== Task item ==
Please transcribe the data that follows exactly, from its first line through the line that contains "the client streams".

Dataset entries

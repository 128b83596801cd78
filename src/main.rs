fn main() -> anyhow::Result<()> {
    fasttext_serving::run()
}
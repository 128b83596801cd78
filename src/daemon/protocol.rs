//! Wire protocol for the prediction daemon.
//!
//! Every frame on the socket is a big-endian `u32` length followed by the
//! body (see [`super::frame`]). With encryption enabled the body is sealed
//! first (see [`super::transport`]). The plaintext body is a MessagePack
//! [`FramedMessage`].
//!
//! A connection may issue any number of [`ClientMessage::Health`] /
//! [`ClientMessage::Status`] probes, then at most one
//! [`ClientMessage::Open`]. After `Opened`, the client streams `Predict`
//! messages and finishes with `End`; the server answers each `Predict` with
//! a `Prediction` carrying the same `seq`, in order, and `End` with `Closed`.

use serde::{Deserialize, Serialize};

use crate::error::ServeError;
use crate::inference::{PredictionRequest, PredictionResult};

/// Protocol version; both ends must agree.
pub const PROTOCOL_VERSION: u32 = 1;

/// Default TCP port, same as the original HTTP service.
pub const DEFAULT_PORT: u16 = 8000;

/// Messages sent by clients.
#[derive(Debug, Clone, Serialize, Deserialize)]
pub enum ClientMessage {
    /// Liveness probe.
    Health,

    /// Loaded models and counters.
    Status,

    /// Start a prediction session against `model` (default model if `None`).
    Open { model: Option<String> },

    /// Score one text.
    Predict(PredictionRequest),

    /// No more input; the server flushes and closes the session.
    End,
}

/// Messages sent by the server.
#[derive(Debug, Clone, Serialize, Deserialize)]
pub enum ServerMessage {
    Health(HealthStatus),

    Status(StatusResponse),

    /// Session accepted; describes the bound model.
    Opened(ModelInfo),

    /// Result for the request with the same `seq`.
    Prediction(PredictionResult),

    /// Session finished normally after `served` predictions.
    Closed { served: u64 },

    /// The call failed; the server closes the connection afterwards.
    Error(ErrorResponse),
}

/// Health status of the daemon.
#[derive(Debug, Clone, Serialize, Deserialize)]
pub struct HealthStatus {
    /// Daemon uptime in seconds.
    pub uptime_secs: u64,
    /// Protocol version.
    pub version: u32,
    /// Whether at least one model is loaded.
    pub ready: bool,
    /// Resident memory of the process in bytes (0 where unsupported).
    pub memory_bytes: u64,
}

/// Daemon status response.
#[derive(Debug, Clone, Serialize, Deserialize)]
pub struct StatusResponse {
    pub uptime_secs: u64,
    pub version: u32,
    pub models: Vec<ModelInfo>,
    pub active_sessions: u64,
    pub max_sessions: u64,
    pub total_sessions: u64,
    pub total_predictions: u64,
    pub memory_bytes: u64,
    /// Build timestamp and target triple, when the build script recorded them.
    pub build: Option<String>,
}

/// Information about a loaded model.
#[derive(Debug, Clone, PartialEq, Serialize, Deserialize)]
pub struct ModelInfo {
    pub name: String,
    pub labels: Vec<String>,
    pub dim: usize,
    pub vocabulary: usize,
    pub buckets: u32,
    /// Approximate size of the weights in bytes.
    pub memory_bytes: u64,
    /// References held outside the store (open sessions, in-flight batches).
    pub handles: usize,
}

/// Error response from daemon.
#[derive(Debug, Clone, Serialize, Deserialize)]
pub struct ErrorResponse {
    /// Error code for programmatic handling.
    pub code: ErrorCode,
    /// Human-readable error message.
    pub message: String,
    /// Whether the call can be retried.
    pub retryable: bool,
}

impl From<&ServeError> for ErrorResponse {
    fn from(e: &ServeError) -> Self {
        Self {
            code: e.code(),
            message: e.to_string(),
            retryable: e.is_retryable(),
        }
    }
}

/// Error codes for daemon errors.
#[derive(Debug, Clone, Copy, Serialize, Deserialize, PartialEq, Eq)]
pub enum ErrorCode {
    /// Unknown or internal error.
    Internal,
    /// The named model is not loaded.
    ModelNotFound,
    /// No model could be bound to the session.
    ModelUnavailable,
    /// Bad `k`, `threshold` or message sequence.
    InvalidArgument,
    /// Message too large or too many sessions.
    ResourceExhausted,
    /// Per-request deadline elapsed.
    DeadlineExceeded,
    /// The server is shutting down.
    Cancelled,
    /// Protocol version mismatch.
    VersionMismatch,
    /// Model loading failed.
    LoadFailed,
}

impl std::fmt::Display for ErrorCode {
    fn fmt(&self, f: &mut std::fmt::Formatter<'_>) -> std::fmt::Result {
        let name = match self {
            Self::Internal => "internal",
            Self::ModelNotFound => "model_not_found",
            Self::ModelUnavailable => "model_unavailable",
            Self::InvalidArgument => "invalid_argument",
            Self::ResourceExhausted => "resource_exhausted",
            Self::DeadlineExceeded => "deadline_exceeded",
            Self::Cancelled => "cancelled",
            Self::VersionMismatch => "version_mismatch",
            Self::LoadFailed => "load_failed",
        };
        f.write_str(name)
    }
}

/// Envelope around every payload.
#[derive(Debug, Clone, Serialize, Deserialize)]
pub struct FramedMessage<T> {
    /// Protocol version.
    pub version: u32,
    /// Position of a `Predict` in its session; echoed on its `Prediction`.
    pub seq: u64,
    /// Payload.
    pub payload: T,
}

impl<T> FramedMessage<T> {
    pub fn new(seq: u64, payload: T) -> Self {
        Self {
            version: PROTOCOL_VERSION,
            seq,
            payload,
        }
    }
}

/// Encode a message to MessagePack bytes (no length prefix).
pub fn encode_message<T: Serialize>(msg: &FramedMessage<T>) -> Result<Vec<u8>, EncodeError> {
    rmp_serde::to_vec(msg).map_err(|e| EncodeError(e.to_string()))
}

/// Decode a message from MessagePack bytes (no length prefix).
pub fn decode_message<T: for<'de> Deserialize<'de>>(
    data: &[u8],
) -> Result<FramedMessage<T>, DecodeError> {
    rmp_serde::from_slice(data).map_err(|e| DecodeError(e.to_string()))
}

#[derive(Debug, Clone, thiserror::Error)]
#[error("encode error: {0}")]
pub struct EncodeError(pub String);

#[derive(Debug, Clone, thiserror::Error)]
#[error("decode error: {0}")]
pub struct DecodeError(pub String);
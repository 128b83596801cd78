//! Error taxonomy shared by the store, the engine and the daemon.
//!
//! Each layer owns a `thiserror` enum; [`ServeError`] is what a session
//! reports and what gets mapped onto the wire [`ErrorCode`].

use std::path::PathBuf;
use std::time::Duration;

use thiserror::Error;

use crate::daemon::protocol::ErrorCode;

/// Failure to turn a file on disk into a [`crate::model::Model`].
#[derive(Debug, Error)]
pub enum LoadError {
    #[error("model file not found: {0}")]
    Missing(PathBuf),

    #[error("failed to read model {path}: {source}")]
    Io {
        path: PathBuf,
        source: std::io::Error,
    },

    #[error("model {path} is corrupt: {reason}")]
    Corrupt { path: PathBuf, reason: String },

    #[error("model {path} uses format version {found}, expected {expected}")]
    Incompatible {
        path: PathBuf,
        found: u32,
        expected: u32,
    },
}

/// Lookups against the model store.
#[derive(Debug, Error)]
pub enum StoreError {
    #[error("model not found: {0}")]
    NotFound(String),

    #[error("no model loaded")]
    Empty,

    #[error(transparent)]
    Load(#[from] LoadError),
}

/// Errors a session or the front end reports to a caller.
#[derive(Debug, Error)]
pub enum ServeError {
    #[error("invalid argument: {0}")]
    InvalidArgument(String),

    #[error("model not found: {0}")]
    NotFound(String),

    #[error("model unavailable: {0}")]
    ModelUnavailable(String),

    #[error("resource exhausted: {0}")]
    ResourceExhausted(String),

    #[error("deadline of {0:?} exceeded")]
    DeadlineExceeded(Duration),

    #[error("session cancelled")]
    Cancelled,

    #[error("protocol version mismatch: expected {expected}, got {found}")]
    VersionMismatch { expected: u32, found: u32 },

    #[error("failed to load model: {0}")]
    Load(#[from] LoadError),

    #[error("transport error: {0}")]
    Transport(String),

    #[error("internal error: {0}")]
    Internal(String),
}

impl ServeError {
    /// Wire code for this error.
    pub fn code(&self) -> ErrorCode {
        match self {
            Self::InvalidArgument(_) => ErrorCode::InvalidArgument,
            Self::NotFound(_) => ErrorCode::ModelNotFound,
            Self::ModelUnavailable(_) => ErrorCode::ModelUnavailable,
            Self::ResourceExhausted(_) => ErrorCode::ResourceExhausted,
            Self::DeadlineExceeded(_) => ErrorCode::DeadlineExceeded,
            Self::Cancelled => ErrorCode::Cancelled,
            Self::VersionMismatch { .. } => ErrorCode::VersionMismatch,
            Self::Load(_) => ErrorCode::LoadFailed,
            Self::Transport(_) | Self::Internal(_) => ErrorCode::Internal,
        }
    }

    /// Whether a client may retry the same call later.
    pub fn is_retryable(&self) -> bool {
        matches!(
            self,
            Self::ResourceExhausted(_) | Self::DeadlineExceeded(_) | Self::Transport(_)
        )
    }
}

impl From<StoreError> for ServeError {
    fn from(e: StoreError) -> Self {
        match e {
            StoreError::NotFound(name) => ServeError::NotFound(name),
            StoreError::Empty => ServeError::ModelUnavailable("no model loaded".to_string()),
            StoreError::Load(e) => ServeError::Load(e),
        }
    }
}
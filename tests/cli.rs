mod util;

use assert_cmd::Command;
use predicates::prelude::*;
use predicates::str::contains;
use serde_json::Value;
use std::fs;

use fasttext_serving::daemon::core::ServerOptions;
use util::{TempFixtureDir, TestServer, language_model, language_parts, store_with};

fn base_cmd() -> Command {
    let mut cmd = Command::new(assert_cmd::cargo::cargo_bin!("fasttext-serving"));
    for var in [
        "FASTTEXT_SERVING_CONFIG",
        "FASTTEXT_SERVING_MODELS",
        "FASTTEXT_SERVING_SERVER",
        "FASTTEXT_SERVING_SECURITY",
        "FASTTEXT_SERVING_KEY_FILE",
    ] {
        cmd.env_remove(var);
    }
    cmd.env("RUST_LOG", "warn");
    cmd
}

#[test]
fn keygen_writes_hex_key() {
    let fixtures = TempFixtureDir::new();
    let path = fixtures.path().join("serving.key");

    base_cmd().arg("keygen").arg(&path).assert().success();

    let text = fs::read_to_string(&path).unwrap();
    let key = text.trim();
    assert_eq!(key.len(), 64);
    assert!(key.chars().all(|c| c.is_ascii_hexdigit()));

    #[cfg(unix)]
    {
        use std::os::unix::fs::PermissionsExt;
        let mode = fs::metadata(&path).unwrap().permissions().mode();
        assert_eq!(mode & 0o777, 0o600);
    }
}

#[test]
fn keygen_refuses_to_overwrite() {
    let fixtures = TempFixtureDir::new();
    let path = fixtures.path().join("serving.key");
    fs::write(&path, "keep me").unwrap();

    base_cmd()
        .arg("keygen")
        .arg(&path)
        .assert()
        .failure()
        .stderr(contains("already exists"));
    assert_eq!(fs::read_to_string(&path).unwrap(), "keep me");

    base_cmd().args(["keygen", "--force"]).arg(&path).assert().success();
    assert_ne!(fs::read_to_string(&path).unwrap(), "keep me");
}

#[test]
fn inspect_prints_model_metadata() {
    let fixtures = TempFixtureDir::new();
    let path = fixtures.write_model("lid", &language_parts());

    let output = base_cmd()
        .arg("inspect")
        .arg(&path)
        .assert()
        .success()
        .get_output()
        .clone();
    let json: Value = serde_json::from_slice(&output.stdout).unwrap();
    assert_eq!(json["name"], "lid");
    assert_eq!(json["labels"], serde_json::json!(["en", "fr", "de"]));
    assert_eq!(json["dim"], 3);
}

#[test]
fn inspect_rejects_garbage() {
    let fixtures = TempFixtureDir::new();
    let path = fixtures.path().join("junk.ftsm");
    fs::write(&path, b"not a model at all").unwrap();

    base_cmd().arg("inspect").arg(&path).assert().failure();
}

#[test]
fn serve_without_models_fails_fast() {
    let fixtures = TempFixtureDir::new();
    let config = fixtures.path().join("config.toml");
    fs::write(&config, "port = 0\n").unwrap();

    base_cmd()
        .arg("--config")
        .arg(&config)
        .arg("serve")
        .assert()
        .failure()
        .stderr(contains("no models configured"));
}

#[test]
fn serve_refuses_http_in_encrypted_mode() {
    let fixtures = TempFixtureDir::new();
    let model = fixtures.write_model("lid", &language_parts());
    let key = fixtures.path().join("serving.key");
    base_cmd().arg("keygen").arg(&key).assert().success();

    base_cmd()
        .args(["serve", "--port", "0", "--http-port", "9", "--security", "encrypted"])
        .arg("--key-file")
        .arg(&key)
        .arg("--model")
        .arg(&model)
        .assert()
        .failure()
        .stderr(contains("plaintext only"));
}

#[test]
fn health_and_predict_against_running_server() {
    let server = TestServer::start(store_with(vec![language_model()]), ServerOptions::default());
    let addr = server.addr.to_string();

    base_cmd()
        .args(["health", "--server", &addr])
        .assert()
        .success()
        .stdout(contains("\"ready\": true"));

    let output = base_cmd()
        .args(["predict", "--server", &addr, "-k", "1"])
        .write_stdin("bonjour le monde\nhallo welt\n")
        .assert()
        .success()
        .get_output()
        .clone();
    let lines: Vec<Value> = String::from_utf8_lossy(&output.stdout)
        .lines()
        .map(|line| serde_json::from_str(line).unwrap())
        .collect();
    assert_eq!(lines.len(), 2);
    assert_eq!(lines[0]["labels"], serde_json::json!(["fr"]));
    assert_eq!(lines[1]["labels"], serde_json::json!(["de"]));
}

#[test]
fn predict_reports_unreachable_server() {
    base_cmd()
        .args(["predict", "--server", "127.0.0.1:1", "hello"])
        .assert()
        .failure()
        .stderr(contains("connect").or(contains("refused")));
}

#[test]
fn completions_generate_for_bash() {
    base_cmd()
        .args(["completions", "bash"])
        .assert()
        .success()
        .stdout(contains("fasttext-serving"));
}

#[test]
fn man_page_renders() {
    base_cmd()
        .arg("man")
        .assert()
        .success()
        .stdout(contains(".TH"));
}
//! Wire and domain types shared by the service and transport layers.

pub mod message;
pub mod request;
use std::io;
use tracing_subscriber::{fmt, EnvFilter};

/// Initialize tracing subscriber with sensible defaults and stdout writer.
/// - Respects `RUST_LOG` if set
/// - Falls back to `info,tower_http=info,axum=info`
/// - Writes to stdout to improve visibility in environments that hide stderr
pub fn init_logging_default() {
    let env_filter = EnvFilter::try_from_default_env()
        .unwrap_or_else(|_| EnvFilter::new("info,tower_http=info,axum=info"));
    let _ = fmt()
        .with_env_filter(env_filter)
        .with_target(false)
        .compact()
        .with_writer(|| io::stdout())
        .try_init();
}
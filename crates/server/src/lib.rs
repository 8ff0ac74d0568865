pub mod errors;
pub mod routes;
pub mod startup;

pub use startup::run;
pub mod types;
pub mod utils;
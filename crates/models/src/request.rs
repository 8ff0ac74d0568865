use serde::Deserialize;

/// One inbound operation against a named collection.
///
/// `action` selects the operation (`get`, `add`, `update`, `delete`) and
/// `filename` names the collection. The remaining fields are only required
/// for appends; `id` is accepted for forward compatibility with update/delete
/// payloads but currently unused.
#[derive(Debug, Clone, Default, Deserialize)]
pub struct OperationRequest {
    #[serde(default)]
    pub action: String,
    #[serde(default)]
    pub filename: String,
    pub sender: Option<String>,
    pub receiver: Option<String>,
    pub message: Option<String>,
    pub date: Option<String>,
    pub id: Option<i64>,
}
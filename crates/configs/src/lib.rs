use anyhow::anyhow;
use anyhow::Result;
use serde::Deserialize;

#[derive(Debug, Clone, Deserialize, Default)]
pub struct AppConfig {
    #[serde(default)]
    pub server: ServerConfig,
    #[serde(default)]
    pub storage: StorageConfig,
    #[serde(default)]
    pub api: ApiConfig,
}

#[derive(Debug, Clone, Deserialize)]
pub struct ServerConfig {
    pub host: String,
    pub port: u16,
    #[serde(default)]
    pub worker_threads: Option<usize>,
}

impl Default for ServerConfig {
    fn default() -> Self {
        Self { host: "127.0.0.1".into(), port: 8080, worker_threads: Some(4) }
    }
}

#[derive(Debug, Clone, Deserialize, Default)]
pub struct StorageConfig {
    /// Object-store bucket holding the message collections.
    #[serde(default)]
    pub bucket: String,
}

/// Dispatch contract the API speaks. `canonical` is the full
/// get/add/update/delete set with store-assigned ids; `append-only` is the
/// legacy two-action variant without ids.
#[derive(Debug, Clone, Copy, PartialEq, Eq, Deserialize, Default)]
#[serde(rename_all = "kebab-case")]
pub enum ApiMode {
    #[default]
    Canonical,
    AppendOnly,
}

#[derive(Debug, Clone, Deserialize, Default)]
pub struct ApiConfig {
    #[serde(default)]
    pub mode: ApiMode,
}

pub fn load_default() -> Result<AppConfig> {
    let path = std::env::var("CONFIG_PATH").unwrap_or_else(|_| "config.toml".to_string());
    load_from_file(&path)
}

pub fn load_from_file(path: &str) -> Result<AppConfig> {
    let content = std::fs::read_to_string(path)?;
    let cfg: AppConfig = toml::from_str(&content)?;
    Ok(cfg)
}

impl AppConfig {
    pub fn load_and_validate() -> Result<Self> {
        let mut cfg = load_default().unwrap_or_default();
        cfg.normalize_and_validate()?;
        Ok(cfg)
    }

    pub fn normalize_and_validate(&mut self) -> Result<()> {
        self.server.normalize()?;
        self.storage.normalize_from_env();
        self.storage.validate()?;
        Ok(())
    }
}

impl ServerConfig {
    fn normalize(&mut self) -> Result<()> {
        if self.host.trim().is_empty() {
            self.host = "127.0.0.1".to_string();
        }
        if self.port == 0 {
            return Err(anyhow!("server.port must be in 1..=65535"));
        }
        if let Some(w) = self.worker_threads {
            if w == 0 { self.worker_threads = Some(4); }
        } else {
            self.worker_threads = Some(4);
        }
        Ok(())
    }
}

impl StorageConfig {
    pub fn normalize_from_env(&mut self) {
        // If the TOML did not provide a bucket, fall back to the env var.
        if self.bucket.trim().is_empty() {
            if let Ok(bucket) = std::env::var("S3_BUCKET_NAME") {
                self.bucket = bucket;
            }
        }
    }

    pub fn validate(&self) -> Result<()> {
        if self.bucket.trim().is_empty() {
            return Err(anyhow!(
                "storage.bucket is empty; provide it in config.toml or the S3_BUCKET_NAME env var"
            ));
        }
        Ok(())
    }
}

#[cfg(test)]
mod tests {
    use super::*;

    #[test]
    fn missing_bucket_is_fatal() {
        let cfg = StorageConfig { bucket: "   ".into() };
        assert!(cfg.validate().is_err());
    }

    #[test]
    fn api_mode_parses_kebab_case() {
        let cfg: AppConfig = toml::from_str("[api]\nmode = \"append-only\"\n").unwrap();
        assert_eq!(cfg.api.mode, ApiMode::AppendOnly);
        let cfg: AppConfig = toml::from_str("").unwrap();
        assert_eq!(cfg.api.mode, ApiMode::Canonical);
    }

    #[test]
    fn server_defaults_applied() {
        let mut cfg = ServerConfig { host: "  ".into(), port: 9000, worker_threads: Some(0) };
        cfg.normalize().unwrap();
        assert_eq!(cfg.host, "127.0.0.1");
        assert_eq!(cfg.worker_threads, Some(4));
    }
}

== Answer section ==
repository 128b83596801cd78
filename src/main.rs
fn main() -> anyhow::Result<()> {
    fasttext_serving::run()
}
repository 128b83596801cd78
filename src/daemon/protocol.rs
//! Wire protocol for the prediction daemon.
//!
//! Every frame on the socket is a big-endian `u32` length followed by the
//! body (see [`super::frame`]). With encryption enabled the body is sealed
//! first (see [`super::transport`]). The plaintext body is a MessagePack
//! [`FramedMessage`].
//!
//! A connection may issue any number of [`ClientMessage::Health`] /
//! [`ClientMessage::Status`] probes, then at most one
//! [`ClientMessage::Open`]. After `Opened`, the client streams `Predict`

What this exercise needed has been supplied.